Halftimes and football games not withstanding, rummaging and digging for ingredients which then become a delicious meal is, without question, one of my favorite things to do in the kitchen. It’s actually also a little calming. Rather than having so many options with a wealth of ingredients, the restriction of “what’s on hand” actually makes the creation process easier, with only a few choices rather than unlimited options.
It’s also, for many, a different way to think about cooking. Rather than planning a menu and shopping to that plan, which I also highly recommend, the rummage and dig method, or “freezer diving” as I like to call it, is a perfect way to reduce waste, use up what’s on hand, and spend a little less at the grocery store.
Hope you like this quick, healthy meal!
Thai Peanut Shrimp and Baby Kale over Basmati Rice
Rice
2 cups basmati rice
4 cups water
1/2 teaspoon salt
Shrimp and Kale
1 tablespoon canola oil
1 cup sliced onion; about 1 small onion
1/2 tablespoon minced lemon grass
1/2 Thai chili, seeds removed and julienned
1 tablespoon grated fresh ginger: about 1/2 ginger root
1 tablespoon minced garlic; about 3 cloves
4 cups light packed baby kale
1/4 cup fish sauce (nam pla)
1 1/2 cups chicken broth
1/2 cup smooth peanut butter
1 pound peeled and deveined raw shrimp (16 to 20 count)

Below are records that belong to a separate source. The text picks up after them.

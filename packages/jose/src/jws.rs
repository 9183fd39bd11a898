//! JWS compact serialization: `header.payload.signature`

use crate::document::{Document, DocumentExt, decode_document, encode_document};
use crate::encoding::{b64_encode, decode_segment};
use crate::error::{JoseError, JoseResult};
use crate::registry::RegisteredAlgorithm;
use crate::signing::{SigningAlgorithm, SigningCodec};
use crate::supplier::KeySupplier;
use crate::token::SignedToken;
use subtle::ConstantTimeEq;

/// Serialize `payload` signed by `codec`; `alg` is taken from the codec
pub fn encode(header: &Document, payload: &Document, codec: &SigningCodec) -> JoseResult<String> {
    let header = header.with("alg", codec.algorithm().id());
    let header_b64 = b64_encode(encode_document(&header)?);
    let payload_b64 = b64_encode(encode_document(payload)?);
    let tag = codec.hash(&[header_b64.as_bytes(), b".", payload_b64.as_bytes()])?;
    Ok(format!("{header_b64}.{payload_b64}.{}", b64_encode(tag)))
}

/// Parse and verify a JWS.
///
/// The signature is checked over the transmitted segments before the payload
/// is decoded.
pub fn decode(input: &str, supplier: &dyn KeySupplier) -> JoseResult<SignedToken> {
    let parts: Vec<&str> = input.split('.').collect();
    let [header_b64, payload_b64, signature_b64] = parts[..] else {
        tracing::debug!("Rejected JWS with {} parts", parts.len());
        return Err(JoseError::format(format!(
            "JWS needs 3 parts, found {}",
            parts.len()
        )));
    };

    let header = decode_document(&decode_segment(header_b64, "header")?)?;
    let alg = header
        .get_str("alg")
        .ok_or_else(|| JoseError::format("JWS header has no alg"))?;
    let algorithm = SigningAlgorithm::from_id(alg)?;
    let codec = SigningCodec::from_supplier(algorithm, &header, supplier)?;

    let signature = decode_segment(signature_b64, "signature")?;
    let expected = codec.hash(&[header_b64.as_bytes(), b".", payload_b64.as_bytes()])?;
    if !bool::from(expected.ct_eq(&signature)) {
        tracing::debug!("Rejected JWS: signature mismatch");
        return Err(JoseError::Authentication);
    }

    let payload = decode_document(&decode_segment(payload_b64, "payload")?)?;
    Ok(SignedToken::new(header, payload, codec))
}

1/2 cup unsalted peanuts, for garnish
1 lime, cut into wedges, for garnish
1 cup fresh cilantro leaves, for garnish
Rice
Bring the water and salt to a boil in a medium sauce pan. Meanwhile, rinse the rice in cold water until the water runs clear. Add to the boiling water, cover and remove from heat after 15 minutes. Let sit 5 minutes and then fluff with a fork. Meanwhile, prepare the shrimp and kale.
Shrimp and Kale
Heat a large skillet over medium-high heat. Add the canola oil and then the onion and sauté until soft, about 7 minutes. Add the lemon grass, chili, ginger and garlic and sauté for another 1 minutes, stirring frequently. Add the kale and the rest of the ingredients except the shrimp. When everything is well incorporated and at a simmer, add the shrimp and cook for 2 to 4 minutes watching closely until the shrimp just turns pink all the way through. Serve over basmati rice with garnishes.
Serves 4 to 6
2 Comments
LOIS ANNE
January 21, 2019 at 6:52 pmHi Annie – Sounds yummy!! You mention “freezer diving” which is related to making Refrigerator Stew, my go-to recipe in times like you were describing, or using the slow cooker if I get it together early in the day. Unlike you, however, I don’t write down the recipe; so, alas, some of our best meals can never be intentionally replicated. Stay warm, Lois Anne
athomeatsea
January 21, 2019 at 7:00 pmYes! This is exactly what I’m talking about. You can never have those meals twice because the exact same leftovers will just not exist. It’s a one time dish. You stay warm too. Thanks for the comment!